Write out each line exactly, starting with the one containing "pub fn tokenize(&mut" and stopping after the last line of the listing below.
◆ ◆ ◆
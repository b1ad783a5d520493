//! Provider of a routine for tokenization.
use crate::errors::Result;
use crate::sentence::Sentence;
use crate::token::{Token, TokenIter};
use crate::tokenizer::lattice::{Lattice, NodeRef};
use crate::tokenizer::Tokenizer;

/// Provider of a routine for tokenization.
///
/// It holds the internal data structures used in tokenization,
/// which can be reused to avoid unnecessary memory reallocation.
/// Create one worker per thread and share the [`Tokenizer`].
pub struct Worker<'t> {
    pub(crate) tokenizer: &'t Tokenizer,
    pub(crate) sent: Sentence,
    pub(crate) lattice: Lattice,
    pub(crate) top_nodes: Vec<NodeRef>,
}

impl<'t> Worker<'t> {
    /// Creates a new instance.
    pub(crate) fn new(tokenizer: &'t Tokenizer) -> Self {
        Self {
            tokenizer,
            sent: Sentence::new(),
            lattice: Lattice::new(),
            top_nodes: vec![],
        }
    }

    /// Resets the input sentence to be tokenized.
    pub fn reset_sentence<S>(&mut self, input: S)
    where
        S: AsRef<str>,
    {
        self.sent.set_sentence(input);
        self.sent.compile(self.tokenizer.dictionary().char_prop());
        self.top_nodes.clear();
    }

    /// Resets the input sentence given as UTF-16 code units.
    /// A lone surrogate is read as U+FFFD.
    pub fn reset_sentence_utf16(&mut self, input: &[u16]) {
        self.sent.set_sentence_utf16(input);
        self.sent.compile(self.tokenizer.dictionary().char_prop());
        self.top_nodes.clear();
    }

    /// Builds the lattice of the input sentence without searching it.
    pub fn build_lattice(&mut self) {
        self.tokenizer.build_lattice_inner(&self.sent, &mut self.lattice);
        self.top_nodes.clear();
    }

    /// Tokenizes the input sentence set in the state,
    /// and store the resultant tokens into the internal state.
    ///
    /// # Errors
    ///
    /// [`SumomoError`](crate::errors::SumomoError) is returned when a connection id
    /// is out of the matrix.
    pub fn tokenize(&mut self) -> Result<()> {
        self.build_lattice();
        self.top_nodes = self.tokenizer.search(&mut self.lattice)?;
        Ok(())
    }

    /// Gets the number of resultant tokens.
    #[inline(always)]
    pub fn num_tokens(&self) -> usize {
        self.top_nodes.len()
    }

    /// Gets the `i`-th resultant token.
    #[inline(always)]
    pub fn token<'w>(&'w self, i: usize) -> Token<'w> {
        Token::new(self, i)
    }

    /// Creates an iterator of resultant tokens.
    #[inline(always)]
    pub fn token_iter<'w>(&'w self) -> TokenIter<'w> {
        TokenIter::new(self, 0)
    }

    /// Gets the lattice built last.
    #[inline(always)]
    pub const fn lattice(&self) -> &Lattice {
        &self.lattice
    }
}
◆ ◆ ◆
Exercise answer.
    pub fn tokenize(&mut self) -> Result<()> {
        self.build_lattice();
        self.top_nodes = self.tokenizer.search(&mut self.lattice)?;
        Ok(())
    }

    /// Gets the number of resultant tokens.
    #[inline(always)]
    pub fn num_tokens(&self) -> usize {
        self.top_nodes.len()
    }

    /// Gets the `i`-th resultant token.
    #[inline(always)]
    pub fn token<'w>(&'w self, i: usize) -> Token<'w> {
        Token::new(self, i)
    }

    /// Creates an iterator of resultant tokens.
    #[inline(always)]
    pub fn token_iter<'w>(&'w self) -> TokenIter<'w> {
        TokenIter::new(self, 0)
    }

    /// Gets the lattice built last.
    #[inline(always)]
    pub const fn lattice(&self) -> &Lattice {
        &self.lattice
    }
}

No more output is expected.